The LP Opportunity to Change Tech Culture

Over the past month, Silicon Valley has been at the forefront of many conversations outside of the technology world.  Unfortunately not for groundbreaking technology, but for rampant sexual harassment and predatory behavior. The stories outlined by a number of brave women in the NY Times last week recount investors using their power and position to proposition female founders.  Just a week before, Justin Caldbeck, founder of Binary Capital, admitted to sexually harassing a number of women who were seeking investment from his fund.  Binary Capital was dissolved within days by its investors once the extent of the allegations were revealed.

While this behavior has existed in the industry for years, women are now standing up and speaking out.  For too long, too many men have taken the view that women were “reading too much” into behavior, didn’t have a “sense of humor”, or just didn’t believe that their colleagues or friends could be capable of indecent, unprofessional behavior – since they never witnessed it, they assumed it didn’t happen.  Instead of judging women who come forward, I hope we can now believe that this a widespread problem, and their stories are true more often than not.

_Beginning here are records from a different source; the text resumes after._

//! Validation results and the ordered report.

use serde::{Deserialize, Serialize};

use crate::standards::StandardName;

/// Overall outcome of one runner invocation
#[derive(Debug, Clone, Copy, PartialEq, Eq, Serialize, Deserialize)]
#[serde(rename_all = "snake_case")]
pub enum Outcome {
    /// The check ran and found no errors
    Passed,
    /// The check ran and found at least one error
    Failed,
    /// The check could not be completed
    Inconclusive,
    /// The target contains nothing this standard applies to
    NotApplicable,
}

/// Severity of a single finding
#[derive(Debug, Clone, Copy, PartialEq, Eq, PartialOrd, Ord, Serialize, Deserialize)]
#[serde(rename_all = "lowercase")]
pub enum Severity {
    Info,
    Warning,
    Error,
}

/// A single message produced by a runner
#[derive(Debug, Clone, PartialEq, Eq, Serialize, Deserialize)]
pub struct Finding {
    pub severity: Severity,
    pub message: String,
    #[serde(skip_serializing_if = "Option::is_none")]
    pub line: Option<u32>,
    #[serde(skip_serializing_if = "Option::is_none")]
    pub column: Option<u32>,
}

impl Finding {
    pub fn new(severity: Severity, message: impl Into<String>) -> Self {
        Self {
            severity,
            message: message.into(),
            line: None,
            column: None,
        }
    }

    pub fn error(message: impl Into<String>) -> Self {
        Self::new(Severity::Error, message)
    }

    pub fn warning(message: impl Into<String>) -> Self {
        Self::new(Severity::Warning, message)
    }

    pub fn at(mut self, line: Option<u32>, column: Option<u32>) -> Self {
        self.line = line;
        self.column = column;
        self
    }
}

/// A microdata item extracted from XHTML content
#[derive(Debug, Clone, Default, PartialEq, Eq, Serialize, Deserialize)]
pub struct MicrodataItem {
    #[serde(rename = "type", default, skip_serializing_if = "Vec::is_empty")]
    pub item_type: Vec<String>,
    #[serde(rename = "id", skip_serializing_if = "Option::is_none")]
    pub item_id: Option<String>,
    #[serde(rename = "property", default, skip_serializing_if = "Vec::is_empty")]
    pub properties: Vec<MicrodataProperty>,
}

/// A named property value; either text or a nested item
#[derive(Debug, Clone, PartialEq, Eq, Serialize, Deserialize)]
pub struct MicrodataProperty {
    pub name: String,
    #[serde(skip_serializing_if = "Option::is_none")]
    pub value: Option<String>,
    #[serde(skip_serializing_if = "Option::is_none")]
    pub item: Option<Box<MicrodataItem>>,
}

/// Result of running one standard over one target
#[derive(Debug, Clone, PartialEq, Eq, Serialize, Deserialize)]
pub struct ValidationResult {
    pub standard: StandardName,
    /// Identifier of the item this result describes; absent for whole-document results
    #[serde(skip_serializing_if = "Option::is_none")]
    pub guid: Option<String>,
    pub outcome: Outcome,
    #[serde(rename = "finding", default, skip_serializing_if = "Vec::is_empty")]
    pub findings: Vec<Finding>,
    #[serde(skip_serializing_if = "Option::is_none")]
    pub note: Option<String>,
    #[serde(rename = "item", default, skip_serializing_if = "Vec::is_empty")]
    pub items: Vec<MicrodataItem>,
}

impl ValidationResult {
    /// Build a result from findings; any error-level finding fails the check.
    pub fn from_findings(
        standard: StandardName,
        guid: Option<&str>,
        findings: Vec<Finding>,
    ) -> Self {
        let outcome = if findings.iter().any(|f| f.severity == Severity::Error) {
            Outcome::Failed
        } else {
            Outcome::Passed
        };

        Self {
            standard,
            guid: guid.map(str::to_string),
            outcome,
            findings,
            note: None,
            items: Vec::new(),
        }
    }

    pub fn passed(standard: StandardName, guid: Option<&str>) -> Self {
        Self::from_findings(standard, guid, Vec::new())
    }

    pub fn inconclusive(standard: StandardName, guid: Option<&str>, reason: impl Into<String>) -> Self {
        Self {
            standard,
            guid: guid.map(str::to_string),
            outcome: Outcome::Inconclusive,
            findings: Vec::new(),
            note: Some(reason.into()),
            items: Vec::new(),
        }
    }

    pub fn not_applicable(
        standard: StandardName,
        guid: Option<&str>,
        reason: impl Into<String>,
    ) -> Self {
        Self {
            outcome: Outcome::NotApplicable,
            ..Self::inconclusive(standard, guid, reason)
        }
    }

    pub fn with_items(mut self, items: Vec<MicrodataItem>) -> Self {
        self.items = items;
        self
    }

    pub fn error_count(&self) -> usize {
        self.findings
            .iter()
            .filter(|f| f.severity == Severity::Error)
            .count()
    }

    /// Passed or nothing to check
    pub fn is_acceptable(&self) -> bool {
        matches!(self.outcome, Outcome::Passed | Outcome::NotApplicable)
    }
}

/// Ordered results of one validation call
#[derive(Debug, Clone, Default, PartialEq, Eq, Serialize, Deserialize)]
pub struct ValidationReport {
    #[serde(rename = "validation", default)]
    pub results: Vec<ValidationResult>,
}

impl ValidationReport {
    pub fn new(results: Vec<ValidationResult>) -> Self {
        Self { results }
    }

    pub fn len(&self) -> usize {
        self.results.len()
    }

    pub fn is_empty(&self) -> bool {
        self.results.is_empty()
    }

    pub fn iter(&self) -> impl Iterator<Item = &ValidationResult> {
        self.results.iter()
    }

    /// True when every result passed or did not apply
    pub fn all_acceptable(&self) -> bool {
        self.results.iter().all(ValidationResult::is_acceptable)
    }

    /// (standard, guid) pairs in report order
    pub fn attribution(&self) -> Vec<(StandardName, Option<String>)> {
        self.results
            .iter()
            .map(|r| (r.standard, r.guid.clone()))
            .collect()
    }
}

#[cfg(test)]
mod tests {
    use super::*;

    #[test]
    fn test_outcome_follows_error_findings() {
        let passed = ValidationResult::from_findings(
            StandardName::HTML,
            Some("A1"),
            vec![Finding::warning("obsolete attribute")],
        );
        assert_eq!(passed.outcome, Outcome::Passed);
        assert_eq!(passed.error_count(), 0);

        let failed = ValidationResult::from_findings(
            StandardName::HTML,
            Some("A1"),
            vec![Finding::warning("w"), Finding::error("e")],
        );
        assert_eq!(failed.outcome, Outcome::Failed);
        assert_eq!(failed.error_count(), 1);
    }

    #[test]
    fn test_inconclusive_and_not_applicable_carry_a_note() {
        let inconclusive =
            ValidationResult::inconclusive(StandardName::NITF, Some("A1"), "schema unavailable");
        assert_eq!(inconclusive.outcome, Outcome::Inconclusive);
        assert_eq!(inconclusive.note.as_deref(), Some("schema unavailable"));
        assert!(!inconclusive.is_acceptable());

        let skipped = ValidationResult::not_applicable(StandardName::NITF, Some("A1"), "no NITF");
        assert_eq!(skipped.outcome, Outcome::NotApplicable);
        assert_eq!(skipped.guid.as_deref(), Some("A1"));
        assert!(skipped.is_acceptable());
    }

    #[test]
    fn test_report_attribution() {
        let report = ValidationReport::new(vec![
            ValidationResult::passed(StandardName::NewsML, None),
            ValidationResult::passed(StandardName::HTML, Some("A1")),
        ]);

        assert_eq!(
            report.attribution(),
            vec![
                (StandardName::NewsML, None),
                (StandardName::HTML, Some("A1".to_string()))
            ]
        );
        assert!(report.all_acceptable());
    }

    #[test]
    fn test_json_shape() {
        let result = ValidationResult::from_findings(
            StandardName::Microdata,
            Some("A1"),
            vec![Finding::error("bad itemtype").at(Some(3), None)],
        );
        let json = serde_json::to_value(&result).unwrap();

        assert_eq!(json["standard"], "Microdata");
        assert_eq!(json["guid"], "A1");
        assert_eq!(json["outcome"], "failed");
        assert_eq!(json["finding"][0]["severity"], "error");
        assert_eq!(json["finding"][0]["line"], 3);
        assert!(json["finding"][0].get("column").is_none());
        assert!(json.get("note").is_none());
    }
}
//! XSD grammar loading for the schema-based runners.
//!
//! A schema location is either a local path or an HTTP(S) URL. Local schemas
//! are compiled straight from the file so that relative `xs:include` and
//! `xs:import` references resolve next to it. Remote schemas are downloaded
//! once per location and the bytes are kept in a bounded in-memory cache.
//!
//! Compiled grammars are not cached: libxml2 validation contexts are tied to
//! the thread that created them, and each validation call builds its own.

use std::path::{Path, PathBuf};
use std::sync::Arc;

use libxml::error::StructuredError;
use libxml::schemas::{SchemaParserContext, SchemaValidationContext};
use moka::future::Cache;
use tracing::debug;

use crate::error::{Result, ValidatorError};
use crate::http_client::AsyncHttpClient;

/// Where a schema lives
#[derive(Debug, Clone, PartialEq, Eq)]
pub enum SchemaSource {
    Local(PathBuf),
    Remote(String),
}

impl SchemaSource {
    /// Classify a configured schema location
    pub fn parse(location: &str) -> Self {
        let location = location.trim();
        if location.starts_with("http://") || location.starts_with("https://") {
            SchemaSource::Remote(location.to_string())
        } else {
            SchemaSource::Local(PathBuf::from(location))
        }
    }

    pub fn location(&self) -> String {
        match self {
            SchemaSource::Local(path) => path.display().to_string(),
            SchemaSource::Remote(url) => url.clone(),
        }
    }
}

/// Loads and compiles XSD schemas
pub struct SchemaLoader {
    http_client: AsyncHttpClient,
    remote: Cache<String, Arc<Vec<u8>>>,
}

impl SchemaLoader {
    pub fn new(http_client: AsyncHttpClient, max_cached_schemas: u64) -> Self {
        Self {
            http_client,
            remote: Cache::builder().max_capacity(max_cached_schemas).build(),
        }
    }

    /// Compile the schema at `source` into a fresh validation context.
    pub async fn load(&self, source: &SchemaSource) -> Result<SchemaValidationContext> {
        match source {
            SchemaSource::Local(path) => Self::compile_file(path),
            SchemaSource::Remote(url) => {
                let data = self.fetch_remote(url).await?;
                let mut parser = SchemaParserContext::from_buffer(data.as_slice());
                compile(&mut parser, url)
            }
        }
    }

    /// Remote schema bytes, downloaded at most once per URL while cached
    pub async fn fetch_remote(&self, url: &str) -> Result<Arc<Vec<u8>>> {
        self.remote
            .try_get_with(url.to_string(), async {
                debug!(url, "downloading schema");
                let data = self.http_client.download(url).await?;
                check_schema_content(&data, url)?;
                Ok::<_, ValidatorError>(Arc::new(data))
            })
            .await
            .map_err(|e| ValidatorError::SchemaFetch {
                location: url.to_string(),
                details: e.to_string(),
            })
    }

    /// Number of remote schemas currently cached
    pub fn cached_remote_schemas(&self) -> u64 {
        self.remote.entry_count()
    }

    fn compile_file(path: &Path) -> Result<SchemaValidationContext> {
        // libxml2 reports a missing file as a generic parse failure
        if !path.exists() {
            return Err(ValidatorError::SchemaNotFound {
                location: path.display().to_string(),
            });
        }

        let location = path.display().to_string();
        let path_str = path.to_str().ok_or_else(|| ValidatorError::SchemaNotFound {
            location: location.clone(),
        })?;

        let mut parser = SchemaParserContext::from_file(path_str);
        compile(&mut parser, &location)
    }
}

fn compile(parser: &mut SchemaParserContext, location: &str) -> Result<SchemaValidationContext> {
    SchemaValidationContext::from_parser(parser).map_err(|errors| ValidatorError::SchemaParsing {
        location: location.to_string(),
        details: describe_errors(&errors),
    })
}

/// Reject payloads that are obviously not a schema before handing them to libxml2
fn check_schema_content(data: &[u8], source: &str) -> Result<()> {
    let content = std::str::from_utf8(data).map_err(|_| ValidatorError::SchemaParsing {
        location: source.to_string(),
        details: "Schema content is not valid UTF-8".to_string(),
    })?;

    if !content.contains("schema") {
        return Err(ValidatorError::SchemaParsing {
            location: source.to_string(),
            details: "Content does not look like an XML Schema".to_string(),
        });
    }

    Ok(())
}

/// One line per libxml2 error
pub fn describe_errors(errors: &[StructuredError]) -> String {
    let messages: Vec<String> = errors
        .iter()
        .map(|e| {
            e.message
                .as_deref()
                .unwrap_or("unknown error")
                .trim()
                .to_string()
        })
        .collect();
    if messages.is_empty() {
        "unknown error".to_string()
    } else {
        messages.join("; ")
    }
}

#[cfg(test)]
mod tests {
    use super::*;
    use crate::http_client::HttpClientConfig;
    use tempfile::TempDir;

    const SIMPLE_XSD: &str = r#"<?xml version="1.0" encoding="UTF-8"?>
<xs:schema xmlns:xs="http://www.w3.org/2001/XMLSchema">
    <xs:element name="root" type="xs:string"/>
</xs:schema>"#;

    fn loader() -> SchemaLoader {
        let http = AsyncHttpClient::new(HttpClientConfig {
            timeout_seconds: 2,
            retry_attempts: 0,
            ..Default::default()
        })
        .unwrap();
        SchemaLoader::new(http, 8)
    }

    #[test]
    fn test_source_classification() {
        assert_eq!(
            SchemaSource::parse("https://iptc.org/std/NewsML-G2/2.33/specification/NewsML-G2_2.33-spec-All-Power.xsd"),
            SchemaSource::Remote(
                "https://iptc.org/std/NewsML-G2/2.33/specification/NewsML-G2_2.33-spec-All-Power.xsd"
                    .to_string()
            )
        );
        assert_eq!(
            SchemaSource::parse(" schemas/nitf-3-6.xsd "),
            SchemaSource::Local(PathBuf::from("schemas/nitf-3-6.xsd"))
        );
    }

    #[tokio::test]
    async fn test_load_local_schema() {
        let temp_dir = TempDir::new().unwrap();
        let path = temp_dir.path().join("simple.xsd");
        std::fs::write(&path, SIMPLE_XSD).unwrap();

        let result = loader().load(&SchemaSource::Local(path)).await;
        assert!(result.is_ok());
    }

    #[tokio::test]
    async fn test_missing_local_schema() {
        let result = loader()
            .load(&SchemaSource::Local(PathBuf::from("/nonexistent/schema.xsd")))
            .await;
        match result {
            Err(ValidatorError::SchemaNotFound { location }) => {
                assert!(location.contains("schema.xsd"))
            }
            _ => panic!("Expected SchemaNotFound"),
        }
    }

    #[tokio::test]
    async fn test_invalid_local_schema() {
        let temp_dir = TempDir::new().unwrap();
        let path = temp_dir.path().join("broken.xsd");
        std::fs::write(&path, "<invalid>not a schema</invalid>").unwrap();

        let result = loader().load(&SchemaSource::Local(path)).await;
        assert!(matches!(result, Err(ValidatorError::SchemaParsing { .. })));
    }

    #[tokio::test]
    async fn test_unreachable_remote_schema() {
        let loader = loader();
        let result = loader
            .load(&SchemaSource::Remote("http://127.0.0.1:9/schema.xsd".to_string()))
            .await;
        assert!(matches!(result, Err(ValidatorError::SchemaFetch { .. })));
        assert_eq!(loader.cached_remote_schemas(), 0);
    }

    #[test]
    fn test_schema_content_check() {
        assert!(check_schema_content(SIMPLE_XSD.as_bytes(), "x").is_ok());
        assert!(check_schema_content(b"<html/>", "x").is_err());
        assert!(check_schema_content(&[0xff, 0xfe], "x").is_err());
    }
}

One of the reasons I launched Future\Perfect Ventures in 2013 after 20 years in the tech industry was that I strongly believed we needed more women with decision making power on the VC side of the table to find and collaborate with the best entrepreneurs. I knew, because of FPV's broad network, female and other minority founders would comprise a large percentage of the fund. When I started my career, I never envisioned starting a fund.  I later became convinced that my different perspective (female, immigrant, global) enhanced my ability to see opportunities where others didn’t, and surrounding myself with different perspectives was the path to the best returns. Success in early stage investing is about spotting unique talent and collaborating with entrepreneurs to help grow their businesses, not a prescribed method of pattern recognition. I’ve said it many times:  we can’t have one demographic funding the future of innovation.  Even if we only care about financial returns, we are leaving money on the table when only 4-6% of VC decision makers are women (not to mention how few POC there are).

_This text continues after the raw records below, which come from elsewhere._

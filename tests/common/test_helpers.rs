use std::path::PathBuf;
use tempfile::TempDir;

pub const NEWSML_NS: &str = "http://iptc.org/std/nar/2006-10-01/";

/// Wrapper with one empty `newsItem` per guid
pub fn wrapper_with_items(guids: &[&str]) -> String {
    let items: Vec<(&str, &str)> = guids.iter().map(|guid| (*guid, "")).collect();
    wrapper_with_content(&items)
}

/// Wrapper whose items carry `content` inside `contentSet/inlineXML`
pub fn wrapper_with_content(items: &[(&str, &str)]) -> String {
    let mut xml = format!("<?xml version=\"1.0\" encoding=\"UTF-8\"?>\n<newsMessage xmlns=\"{NEWSML_NS}\">\n  <itemSet>\n");
    for (guid, content) in items {
        if content.is_empty() {
            xml.push_str(&format!("    <newsItem guid=\"{guid}\"/>\n"));
        } else {
            xml.push_str(&format!(
                "    <newsItem guid=\"{guid}\"><contentSet><inlineXML>{content}</inlineXML></contentSet></newsItem>\n"
            ));
        }
    }
    xml.push_str("  </itemSet>\n</newsMessage>\n");
    xml
}

pub const EMPTY_WRAPPER: &str =
    r#"<newsMessage xmlns="http://iptc.org/std/nar/2006-10-01/"><itemSet/></newsMessage>"#;

pub const MALFORMED: &str =
    r#"<newsMessage xmlns="http://iptc.org/std/nar/2006-10-01/"><itemSet><newsItem guid="A1"></itemSet>"#;

/// XHTML with one schema.org item
pub const XHTML_WITH_MICRODATA: &str = r#"<html xmlns="http://www.w3.org/1999/xhtml"><head><title>Launch</title></head><body><div itemscope="" itemtype="http://schema.org/NewsArticle"><h1 itemprop="headline">Launch day</h1><time itemprop="datePublished" datetime="2024-05-01T09:00:00Z">1 May</time></div></body></html>"#;

/// XHTML with a relative itemtype
pub const XHTML_WITH_BAD_MICRODATA: &str = r#"<html xmlns="http://www.w3.org/1999/xhtml"><head><title>x</title></head><body><div itemscope="" itemtype="NewsArticle"><h1 itemprop="headline">x</h1></div></body></html>"#;

pub const NITF_BODY: &str =
    r#"<nitf xmlns="http://iptc.org/std/NITF/2006-10-18/"><body>Story text</body></nitf>"#;

const NEWSML_XSD: &str = r###"<?xml version="1.0" encoding="UTF-8"?>
<xs:schema xmlns:xs="http://www.w3.org/2001/XMLSchema"
           targetNamespace="http://iptc.org/std/nar/2006-10-01/"
           xmlns="http://iptc.org/std/nar/2006-10-01/"
           elementFormDefault="qualified">
  <xs:element name="newsMessage">
    <xs:complexType>
      <xs:sequence>
        <xs:element name="itemSet">
          <xs:complexType>
            <xs:sequence>
              <xs:element name="newsItem" minOccurs="0" maxOccurs="unbounded">
                <xs:complexType>
                  <xs:sequence>
                    <xs:any namespace="##any" processContents="skip" minOccurs="0" maxOccurs="unbounded"/>
                  </xs:sequence>
                  <xs:attribute name="guid" type="xs:string" use="required"/>
                </xs:complexType>
              </xs:element>
            </xs:sequence>
          </xs:complexType>
        </xs:element>
      </xs:sequence>
    </xs:complexType>
  </xs:element>
</xs:schema>"###;

const NITF_XSD: &str = r#"<?xml version="1.0" encoding="UTF-8"?>
<xs:schema xmlns:xs="http://www.w3.org/2001/XMLSchema"
           targetNamespace="http://iptc.org/std/NITF/2006-10-18/"
           xmlns="http://iptc.org/std/NITF/2006-10-18/"
           elementFormDefault="qualified">
  <xs:element name="nitf">
    <xs:complexType>
      <xs:sequence>
        <xs:element name="body" type="xs:string"/>
      </xs:sequence>
    </xs:complexType>
  </xs:element>
</xs:schema>"#;

/// Schema fixtures written to a temporary directory
pub struct SchemaFixtures {
    pub dir: TempDir,
}

impl SchemaFixtures {
    pub fn new() -> Self {
        let dir = TempDir::new().expect("Failed to create temp dir");
        std::fs::write(dir.path().join("newsml.xsd"), NEWSML_XSD).expect("write newsml.xsd");
        std::fs::write(dir.path().join("nitf.xsd"), NITF_XSD).expect("write nitf.xsd");
        Self { dir }
    }

    pub fn newsml(&self) -> PathBuf {
        self.dir.path().join("newsml.xsd")
    }

    pub fn nitf(&self) -> PathBuf {
        self.dir.path().join("nitf.xsd")
    }

    pub fn newsml_location(&self) -> String {
        self.newsml().to_string_lossy().to_string()
    }

    pub fn nitf_location(&self) -> String {
        self.nitf().to_string_lossy().to_string()
    }

    /// Write `content` next to the schemas and return its path
    pub fn write_file(&self, name: &str, content: &str) -> PathBuf {
        let path = self.dir.path().join(name);
        std::fs::write(&path, content).expect("write fixture");
        path
    }
}

/// Endpoint nothing listens on
pub const UNREACHABLE_CHECKER: &str = "http://127.0.0.1:9/";
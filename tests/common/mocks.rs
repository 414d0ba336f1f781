use std::cell::{Cell, RefCell};
use std::rc::Rc;
use std::time::Duration;

use async_trait::async_trait;
use newsml_validator::{
    OrchestratorConfig, RunnerSet, StandardName, StandardRunner, Target, ValidationOrchestrator,
    ValidationResult,
};

/// Every runner invocation, in call order
#[derive(Clone, Default)]
pub struct CallLog {
    calls: Rc<RefCell<Vec<(StandardName, Option<String>)>>>,
    in_flight: Rc<Cell<usize>>,
    max_in_flight: Rc<Cell<usize>>,
}

impl CallLog {
    pub fn new() -> Self {
        Self::default()
    }

    pub fn calls(&self) -> Vec<(StandardName, Option<String>)> {
        self.calls.borrow().clone()
    }

    pub fn len(&self) -> usize {
        self.calls.borrow().len()
    }

    /// Guids seen by `standard`, in call order
    pub fn guids_for(&self, standard: StandardName) -> Vec<Option<String>> {
        self.calls
            .borrow()
            .iter()
            .filter(|(s, _)| *s == standard)
            .map(|(_, guid)| guid.clone())
            .collect()
    }

    pub fn max_in_flight(&self) -> usize {
        self.max_in_flight.get()
    }

    fn enter(&self, standard: StandardName, guid: Option<&str>) {
        self.calls
            .borrow_mut()
            .push((standard, guid.map(str::to_string)));
        let now = self.in_flight.get() + 1;
        self.in_flight.set(now);
        self.max_in_flight.set(self.max_in_flight.get().max(now));
    }

    fn leave(&self) {
        self.in_flight.set(self.in_flight.get() - 1);
    }
}

/// Records its invocations and passes every target.
///
/// With `staggered`, later items finish first, so completion order differs
/// from report order.
pub struct RecordingRunner {
    standard: StandardName,
    log: CallLog,
    staggered: bool,
}

impl RecordingRunner {
    pub fn new(standard: StandardName, log: CallLog) -> Self {
        Self {
            standard,
            log,
            staggered: false,
        }
    }

    pub fn staggered(mut self) -> Self {
        self.staggered = true;
        self
    }
}

#[async_trait(?Send)]
impl StandardRunner for RecordingRunner {
    fn standard(&self) -> StandardName {
        self.standard
    }

    async fn run(&self, target: Target<'_>, item_id: Option<&str>) -> ValidationResult {
        self.log.enter(self.standard, item_id);

        if self.staggered {
            let position = target.item().map(|item| item.position()).unwrap_or(0) as u64;
            let delay = 5 * 10_u64.saturating_sub(position);
            tokio::time::sleep(Duration::from_millis(delay)).await;
        } else {
            tokio::task::yield_now().await;
        }

        self.log.leave();
        ValidationResult::passed(self.standard, item_id)
    }
}

/// A runner whose dependency is never available
pub struct UnavailableRunner(pub StandardName);

#[async_trait(?Send)]
impl StandardRunner for UnavailableRunner {
    fn standard(&self) -> StandardName {
        self.0
    }

    async fn run(&self, _target: Target<'_>, item_id: Option<&str>) -> ValidationResult {
        ValidationResult::inconclusive(self.0, item_id, "service unavailable")
    }
}

/// Orchestrator with a recording runner for every standard
pub fn recording_orchestrator(log: &CallLog, max_concurrent_runs: usize) -> ValidationOrchestrator {
    let runners = StandardName::ALL
        .into_iter()
        .fold(RunnerSet::new(), |set, standard| {
            set.with(RecordingRunner::new(standard, log.clone()))
        });
    ValidationOrchestrator::new(runners, OrchestratorConfig { max_concurrent_runs })
}

/// Orchestrator whose runners finish in reverse item order
pub fn staggered_orchestrator(log: &CallLog, max_concurrent_runs: usize) -> ValidationOrchestrator {
    let runners = StandardName::ALL
        .into_iter()
        .fold(RunnerSet::new(), |set, standard| {
            set.with(RecordingRunner::new(standard, log.clone()).staggered())
        });
    ValidationOrchestrator::new(runners, OrchestratorConfig { max_concurrent_runs })
}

Limited partners (LPs), who manage the capital that gets deployed into venture capital funds, can play an important role in diversifying the funding landscape. They decide which VCs receive capital to invest in entrepreneurs.  Limited partners are pension funds, university endowments, funds of funds (who get their money from pension funds), family offices and foundations.  These entities are custodians of capital, often from the general public who entrust these institutions with their retirement money.  This is an important responsibility that they take seriously.  Here are a few suggestions I have, keeping in mind their goals of being good stewards of their constituents' capital:

Rethink Emerging Manager Programs:  I’m invited to many “emerging manager” conferences, where limited partners build relationships with new fund managers.  These are great for relationship building for the future; however,  they rarely invest in a fund until it hits $100M in assets, given they have to invest at least $20M into each fund (makes sense, since they cannot comprise too large a % of the fund).  The reality is that many underrepresented fund managers start off with small funds and go through several fund cycles to build to a $100M fund. The suggestion: take one of your standard allocations of $20M-$50M and divide it into $5M pieces so that you can fund these managers.  Yes, it is more work to diligence and manage ten managers than one – but if you're choosing wisely, you are likely to invest in the next big fund while also funding managers that reflect the diversity of your constituents.

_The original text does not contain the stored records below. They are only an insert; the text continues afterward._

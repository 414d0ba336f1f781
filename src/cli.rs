use clap::Parser;
use std::path::{Path, PathBuf};

/// Validate a NewsML-G2 document and the XHTML, microdata and NITF content
/// embedded in its news items
#[derive(Parser, Debug, Clone)]
#[command(name = "newsml-validate")]
#[command(about = "Validate NewsML-G2 documents and their embedded content")]
#[command(version)]
pub struct Cli {
    /// Document to validate, or `-` for stdin
    #[arg(help = "NewsML-G2 document to validate ('-' reads stdin)")]
    pub input: PathBuf,

    /// Standards to check (comma-separated)
    #[arg(
        short = 's',
        long = "standards",
        help = "Standards to check: NewsML,HTML,Microdata,NITF (default: all)"
    )]
    pub standards: Option<String>,

    /// Accept header value used to choose the report format
    #[arg(
        short = 'a',
        long = "accept",
        help = "Report media type, e.g. 'application/json' or 'text/xml'"
    )]
    pub accept: Option<String>,

    /// Configuration file
    #[arg(short = 'c', long = "config")]
    pub config: Option<PathBuf>,

    /// Nu HTML Checker endpoint
    #[arg(long = "html-validator-url")]
    pub html_validator_url: Option<String>,

    /// NewsML-G2 schema path or URL
    #[arg(long = "newsml-schema")]
    pub newsml_schema: Option<String>,

    /// NITF schema path or URL
    #[arg(long = "nitf-schema")]
    pub nitf_schema: Option<String>,

    /// Maximum number of runner invocations in flight
    #[arg(short = 'j', long = "concurrency")]
    pub concurrency: Option<usize>,

    /// HTTP request timeout in seconds
    #[arg(long = "timeout")]
    pub timeout: Option<u64>,

    /// Enable verbose output
    #[arg(short = 'v', long = "verbose", help = "Enable verbose output")]
    pub verbose: bool,

    /// Enable quiet mode (errors only)
    #[arg(
        short = 'q',
        long = "quiet",
        help = "Quiet mode",
        conflicts_with = "verbose"
    )]
    pub quiet: bool,
}

impl Cli {
    pub fn parse_args() -> Self {
        Self::parse()
    }

    /// Whether the document is read from stdin
    pub fn reads_stdin(&self) -> bool {
        self.input == Path::new("-")
    }

    pub fn validate(&self) -> Result<(), String> {
        if !self.reads_stdin() && !self.input.exists() {
            return Err(format!("Input does not exist: {}", self.input.display()));
        }
        if self.concurrency == Some(0) {
            return Err("Concurrency must be greater than 0".to_string());
        }
        Ok(())
    }
}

Broaden Search for New Fund Relationships:  Most of these institutional LPs only add a few new fund relationships a year.  Often these are referrals from existing fund managers.  This tends to reinforce the lack of diversity in deal flow.  You don’t have to look that far into the past to see the danger in this – Binary Capital and Rothenberg Ventures, both first time funds that raised substantial capital, imploded due to questionable behavior on the part of their founders (Binary already discussed above, and Rothenberg for spending too lavishly on fund marketing events).  Some LPs – who were not investors in those funds – positively described these VCs to me as “plugged in” millennials who partied with founders they thought would be the next Mark Zuckerberg. My question: how do we know there isn’t a female founder outside of Silicon Valley that can build a business that’s 10x of what we’ve seen before?  Or a male founder who can do the same, but prefers to stay off social media and recharge by spending time with his family?  This is not only about gender or color or ethnicity, it's also about avoiding groupthink and engaging in a portfolio diversification strategy.

Foundations Can Lead:  Foundations in the United States who fund so many great causes around the world are often the most conservative when it comes to investing their investment capital, partly due to IRS regulations that historically delineated financial investments from grantmaking activities.  This often meant that they only funded established VCs so that they did not “jeopardize” (IRS language) the foundation’s capital.  In September 2015, the IRS clarified these rules, opening up an opportunity for foundations to invest more broadly, although most foundations have not done so.

There is much change that needs to happen in society overall before we can live in a truly meritocratic world that generates maximum financial and social returns.  Making sure that diversity exists at every table – including the funding table – is essential for that future.